C'est sûr, Andrey Zvyagintsev est un grand! Il est russe, très russe certes, mais dans Faute d'amour, son propos s'élargit -devient plus universel, plus humain aussi- que dans le génial Léviathan, qui était le film le plus russe que l'on puisse imaginer.
Ici, quand il décrit un monde sans amour, où la seule recherche qui vaille est celle de biens matériels, où les couples se déchirent sans aucune considération pour ces enfants qu'ils ont fait, on dépasse évidemment le petit univers de cette ville de la Russie du nord, cernée par la forêt.
Alyosha (Matvey Novikov) sait, bien sûr, que ses parents vont divorcer. Que l'appartement est en vente, qu'il va falloir quitter cette chambre où ce petit garçon introverti passe beaucoup de temps, au milieu de beaucoup de jouets. Mais, ce qu'il entend derrière une porte, au cours d'une de ces disputes haineuses dont Boris et Zhenya sont coutumiers -dès qu'ils se retrouvent en face l'un de l'autre-, ce qu'il comprend, c'est que ni l'un ni l'autre ne veulent de Lui. C'est que, dans leur nouvelle vie, à l'une comme à l'autre, il n'y a pas de place pour Lui. Que sa grand mère, seule autre famille disponible, ne veut pas de Lui non plus, et qu'il faudra trouver un pensionnat pour se débarrasser de Lui, bien loin et pas trop cher....

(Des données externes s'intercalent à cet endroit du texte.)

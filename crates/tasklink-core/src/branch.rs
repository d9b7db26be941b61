use std::sync::LazyLock;

use regex::Regex;

static BRANCH_RE: LazyLock<Regex> = LazyLock::new(|| {
    Regex::new(r"(?P<task_id>\d+)-(?P<task_slug>.+)").expect("branch pattern")
});

/// Task reference carried by a branch name such as `12345-fix-thing`.
///
/// The pattern is not anchored, so `feature/12345-fix-thing` yields the same
/// id. The first digit run followed by a dash wins.
#[derive(Debug, Clone, PartialEq, Eq)]
pub struct BranchRef {
    pub task_id: String,
    pub slug: String,
}

impl BranchRef {
    pub fn parse(branch: &str) -> Option<Self> {
        let caps = BRANCH_RE.captures(branch)?;
        Some(Self {
            task_id: caps["task_id"].to_string(),
            slug: caps["task_slug"].to_string(),
        })
    }
}
use async_trait::async_trait;
use tasklink_core::{IssueUpdate, ReleaseUpdate, RepoRef, Task};
use thiserror::Error;

#[derive(Debug, Error)]
pub enum TrackerError {
    #[error("could not find the Asana task with id {0}")]
    NotFound(String),

    #[error("found {count} Asana tasks with id {task_id}")]
    Ambiguous { task_id: String, count: usize },

    #[error("network error: {0}")]
    Network(String),

    #[error("asana api error ({status}): {message}")]
    Api { status: u16, message: String },
}

#[derive(Debug, Error)]
pub enum HostError {
    #[error("network error: {0}")]
    Network(String),

    #[error("github api error ({status}): {message}")]
    Api { status: u16, message: String },
}

/// Full-text search over the tasks of one workspace.
///
/// `AsanaClient` talks to the Asana REST API; `mock::MockTaskTracker`
/// answers from a fixed table.
#[async_trait]
pub trait TaskTracker: Send + Sync {
    /// Tasks whose text matches `text`, with only name and permalink populated.
    async fn search_tasks(&self, text: &str) -> Result<Vec<Task>, TrackerError>;
}

/// Write side of the source-control host.
#[async_trait]
pub trait RepoHost: Send + Sync {
    fn name(&self) -> &str;

    async fn update_issue(
        &self,
        repo: &RepoRef,
        number: u64,
        update: &IssueUpdate,
    ) -> Result<(), HostError>;

    async fn update_release(
        &self,
        repo: &RepoRef,
        release_id: u64,
        update: &ReleaseUpdate,
    ) -> Result<(), HostError>;
}
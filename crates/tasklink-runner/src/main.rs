use std::sync::Arc;

use anyhow::{Context, Result};
use clap::Parser;
use tasklink_core::EventPayload;
use tasklink_runner::config::{Cli, Command};
use tasklink_runner::{pr, release};
use tasklink_service::{find_task, TaskTracker};
use tracing::info;

#[tokio::main]
async fn main() -> Result<()> {
    let cli = Cli::parse();

    let default_level = if cli.verbose { "debug" } else { "info" };
    tracing_subscriber::fmt()
        .with_env_filter(
            tracing_subscriber::EnvFilter::try_from_default_env()
                .unwrap_or_else(|_| tracing_subscriber::EnvFilter::new(default_level)),
        )
        .init();

    let tracker: Arc<dyn TaskTracker> = Arc::new(cli.asana.client());

    match cli.command {
        Command::Pr { github, event_path } => {
            let event = EventPayload::from_file(&event_path)?;
            let host = github.host();
            info!("annotating pull request via {}", host.name());
            let outcome =
                pr::annotate_pull_request(tracker.as_ref(), host.as_ref(), &event, github.repo()?)
                    .await?;
            info!("pull request: {outcome:?}");
        }
        Command::Release {
            github,
            body,
            release_id,
        } => {
            let repo = github
                .repo()?
                .context("GITHUB_REPOSITORY (or --repository) is required for releases")?;
            let host = github.host();
            info!("annotating release {release_id} in {repo} via {}", host.name());
            release::annotate_release(tracker, host.as_ref(), &repo, release_id, &body).await?;
        }
        Command::Lookup { task_id } => {
            let task = find_task(tracker.as_ref(), &task_id).await?;
            println!("{}\t{}", task.name, task.permalink_url);
        }
    }

    Ok(())
}
use async_trait::async_trait;
use reqwest::{Client, RequestBuilder, StatusCode};
use serde::Deserialize;
use tasklink_core::Task;
use tracing::debug;

use crate::{TaskTracker, TrackerError};

pub const DEFAULT_ASANA_API_URL: &str = "https://app.asana.com/api/1.0";

/// Fields requested from the search endpoint.
const TASK_FIELDS: &str = "name,permalink_url";

#[derive(Debug, Deserialize)]
struct DataEnvelope<T> {
    #[serde(default)]
    data: Option<T>,
}

/// Async HTTP client for the Asana REST API, scoped to one workspace.
pub struct AsanaClient {
    base_url: String,
    client: Client,
    token: String,
    workspace_gid: String,
}

impl AsanaClient {
    pub fn new(base_url: &str, token: String, workspace_gid: String) -> Self {
        let base_url = base_url.trim_end_matches('/').to_string();
        Self {
            base_url,
            client: Client::new(),
            token,
            workspace_gid,
        }
    }

    fn with_auth(&self, builder: RequestBuilder) -> RequestBuilder {
        builder
            .header("Authorization", format!("Bearer {}", self.token))
            .header("Accept", "application/json")
    }
}

#[async_trait]
impl TaskTracker for AsanaClient {
    async fn search_tasks(&self, text: &str) -> Result<Vec<Task>, TrackerError> {
        let url = format!(
            "{}/workspaces/{}/tasks/search",
            self.base_url, self.workspace_gid
        );
        debug!("asana: searching workspace {} for {text:?}", self.workspace_gid);

        let builder = self
            .client
            .get(url)
            .query(&[("text", text), ("opt_fields", TASK_FIELDS)]);
        let resp = self
            .with_auth(builder)
            .send()
            .await
            .map_err(|e| TrackerError::Network(e.to_string()))?;

        let status = resp.status();
        if !status.is_success() {
            return Err(parse_error(status, resp).await);
        }

        let envelope = resp
            .json::<DataEnvelope<Vec<Task>>>()
            .await
            .map_err(|e| TrackerError::Network(format!("json decode: {e}")))?;
        Ok(envelope.data.unwrap_or_default())
    }
}

/// Asana reports failures as `{"errors": [{"message": "..."}]}`.
async fn parse_error(status: StatusCode, resp: reqwest::Response) -> TrackerError {
    let body = resp.text().await.unwrap_or_default();
    let message = serde_json::from_str::<serde_json::Value>(&body)
        .ok()
        .and_then(|v| v["errors"][0]["message"].as_str().map(String::from))
        .unwrap_or(body);

    TrackerError::Api {
        status: status.as_u16(),
        message,
    }
}
mod asana;
mod github;
mod lookup;
pub mod mock;
mod traits;

pub use asana::{AsanaClient, DEFAULT_ASANA_API_URL};
pub use github::{GitHubClient, DEFAULT_GITHUB_API_URL};
pub use lookup::find_task;
pub use traits::{HostError, RepoHost, TaskTracker, TrackerError};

Ils se sont mariés parce qu'elle était enceinte. C'est Macha (Marina Vasilyeva) qui est enceinte maintenant, et Boris (Alexey Rozin) veut vivre avec elle, petite poupée infantile et geignarde, et on se doute bien qu'après elle il y en aura d'autres! Le seul petit problème pratique qui l'embarrasse, Boris, c'est que son patron, orthodoxe sectaire, ne veut pas de divorcé chez lui..... Zhenya (Maryana Spivak), elle, a trouvé le bon filon, un divorcé plus âgé qu'elle et riche, riche! Il suffit de voir son magnifique appartement très design (avec un arbre au milieu du living), qui donne sur la forêt pour comprendre qu'on a à faire avec un "nouveau Russe". Absorbés l'un et l'autre par leurs nouvelles amours, les parents vont mettre 36 heures avant de s'apercevoir que leur fils a disparu..... La police leur fait comprendre qu'elle n'a aucune chance de prendre en charge la disparition avant belle lurette (pas de moyens, pas de personnel, trop d'affaires à gérer....); là, la critique sociétale est patente, et les renvoie vers une association privée qui va, elle, déployer de gros moyens (beaucoup de bénévoles, donc, tout espoir n'est pas mort; il reste des poches de générosité...). Le film, c 'est cela: cette recherche de l'enfant, à travers cette forêt mystérieuse, qui devient vite effrayante comme celle du Projet Blair Witch, avec les averses de neige fondue, puis de grésil, puis de neige, à travers les hôpitaux aussi, et l'espoir qui petit à petit disparaît...
C'est un divorce dans la haine. Et la disparition d'Alyosha, vécue comme un désagrément de plus dans leur vie ne fait que l'exacerber, cette haine. La visite à la grand mère, chez qui il aurait pu se réfugier, est encore un grand moment d'affrontement, atroce, entre Zhenya et sa mère, horrible vieille mégère.... dans la voiture de retour, ils se crachent à la figure -leur seul point d'accord- que, oui, elle aurait eut mieux fait d'avorter....
Et ceux qui, se disant croyants, auraient pu présenter un visage moins noir? Haha! le patron orthodoxe est un bel exemple d'intolérance et de sectarisme. Et la vieille mégère se signe à tour de bras, tout en affirmant léguer sa vieille baraque perdue aux oeuvres, plutôt que de la laisser à sa pute de fille..
Film magnifique, film d'une noirceur, d'un désespoir absolu.